Description of the task
Write out the data that follows. Keep every character unchanged.

Provided information
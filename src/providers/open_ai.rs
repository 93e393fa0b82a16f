use crate::config::ProviderConfig;
use crate::providers::{
    http_client, ingredients_message, LlmProvider, DEFAULT_TIMEOUT, RECIPE_GENERATOR_PROMPT,
};
use async_trait::async_trait;
use log::debug;
use reqwest::Client;
use serde_json::{json, Value};
use std::error::Error;
use std::time::Duration;

pub struct OpenAIProvider {
    client: Client,
    api_key: String,
    base_url: String,
    model: String,
    temperature: f32,
    max_tokens: u32,
}

impl OpenAIProvider {
    /// Create a new OpenAI provider from configuration. Requests abort
    /// after `timeout`.
    pub fn new(
        config: &ProviderConfig,
        timeout: Duration,
    ) -> Result<Self, Box<dyn Error + Send + Sync>> {
        // Try config first, then fall back to environment variable
        let api_key = config
            .api_key
            .clone()
            .or_else(|| std::env::var("OPENAI_API_KEY").ok())
            .ok_or("OPENAI_API_KEY not found in config or environment")?;

        let base_url = config
            .base_url
            .clone()
            .unwrap_or_else(|| "https://api.openai.com".to_string());

        Ok(OpenAIProvider {
            client: http_client(timeout),
            api_key,
            base_url,
            model: config.model.clone(),
            temperature: config.temperature,
            max_tokens: config.max_tokens,
        })
    }

    /// Create a new OpenAI provider with simple parameters
    pub fn with_api_key(api_key: String, model: String) -> Self {
        OpenAIProvider {
            client: http_client(DEFAULT_TIMEOUT),
            api_key,
            base_url: "https://api.openai.com".to_string(),
            model,
            temperature: 0.7,
            max_tokens: 2000,
        }
    }

    #[doc(hidden)]
    pub fn with_base_url(api_key: String, base_url: String, model: String) -> Self {
        OpenAIProvider {
            client: http_client(DEFAULT_TIMEOUT),
            api_key,
            base_url,
            model,
            temperature: 0.7,
            max_tokens: 2000,
        }
    }
}

#[async_trait]
impl LlmProvider for OpenAIProvider {
    fn provider_name(&self) -> &str {
        "openai"
    }

    async fn generate_recipes(
        &self,
        ingredients: &[String],
    ) -> Result<String, Box<dyn Error + Send + Sync>> {
        let response = self
            .client
            .post(format!("{}/v1/chat/completions", self.base_url))
            .header("Authorization", format!("Bearer {}", self.api_key))
            .json(&json!({
                "model": self.model,
                "messages": [
                    {"role": "system", "content": RECIPE_GENERATOR_PROMPT},
                    {"role": "user", "content": ingredients_message(ingredients)}
                ],
                "temperature": self.temperature,
                "max_tokens": self.max_tokens
            }))
            .send()
            .await?;

        if !response.status().is_success() {
            return Err(format!("OpenAI request failed with status {}", response.status()).into());
        }

        let response_body: Value = response.json().await?;
        debug!("{:?}", response_body);
        let completion = response_body["choices"][0]["message"]["content"]
            .as_str()
            .ok_or("Failed to extract content from response")?
            .to_string();

        Ok(completion)
    }
}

Answer for the task
filename src/providers/open_ai.rs
repository 93e393fa0b82a16f
use crate::config::ProviderConfig;
use crate::providers::{
    http_client, ingredients_message, LlmProvider, DEFAULT_TIMEOUT, RECIPE_GENERATOR_PROMPT,
};
use async_trait::async_trait;
use log::debug;
use reqwest::Client;
use serde_json::{json, Value};
use std::error::Error;
use std::time::Duration;

pub struct OpenAIProvider {
    client: Client,
    api_key: String,
    base_url: String,
    model: String,
    temperature: f32,
    max_tokens: u32,
}

impl OpenAIProvider {
    /// Create a new OpenAI provider from configuration. Requests abort
    /// after `timeout`.
    pub fn new(
        config: &ProviderConfig,
        timeout: Duration,
    ) -> Result<Self, Box<dyn Error + Send + Sync>> {
        // Try config first, then fall back to environment variable
        let api_key = config
            .api_key
            .clone()
            .or_else(|| std::env::var("OPENAI_API_KEY").ok())
            .ok_or("OPENAI_API_KEY not found in config or environment")?;

        let base_url = config
            .base_url
            .clone()
            .unwrap_or_else(|| "https://api.openai.com".to_string());

        Ok(OpenAIProvider {
            client: http_client(timeout),
            api_key,
            base_url,
            model: config.model.clone(),
            temperature: config.temperature,
            max_tokens: config.max_tokens,
        })
    }

    /// Create a new OpenAI provider with simple parameters
    pub fn with_api_key(api_key: String, model: String) -> Self {
        OpenAIProvider {
            client: http_client(DEFAULT_TIMEOUT),
            api_key,
            base_url: "https://api.openai.com".to_string(),
            model,
            temperature: 0.7,
            max_tokens: 2000,
        }
    }

    #[doc(hidden)]
    pub fn with_base_url(api_key: String, base_url: String, model: String) -> Self {
        OpenAIProvider {
            client: http_client(DEFAULT_TIMEOUT),
            api_key,
            base_url,
            model,
            temperature: 0.7,
            max_tokens: 2000,
        }
    }
}

#[async_trait]
impl LlmProvider for OpenAIProvider {
    fn provider_name(&self) -> &str {
        "openai"
    }

    async fn generate_recipes(
        &self,
        ingredients: &[String],
    ) -> Result<String, Box<dyn Error + Send + Sync>> {
        let response = self
            .client
            .post(format!("{}/v1/chat/completions", self.base_url))
            .header("Authorization", format!("Bearer {}", self.api_key))
            .json(&json!({
                "model": self.model,
                "messages": [
                    {"role": "system", "content": RECIPE_GENERATOR_PROMPT},
                    {"role": "user", "content": ingredients_message(ingredients)}
                ],
                "temperature": self.temperature,
                "max_tokens": self.max_tokens
            }))
            .send()
            .await?;

        if !response.status().is_success() {
            return Err(format!("OpenAI request failed with status {}", response.status()).into());
        }

        let response_body: Value = response.json().await?;
        debug!("{:?}", response_body);
        let completion = response_body["choices"][0]["message"]["content"]
            .as_str()
            .ok_or("Failed to extract content from response")?
            .to_string();

        Ok(completion)
    }
}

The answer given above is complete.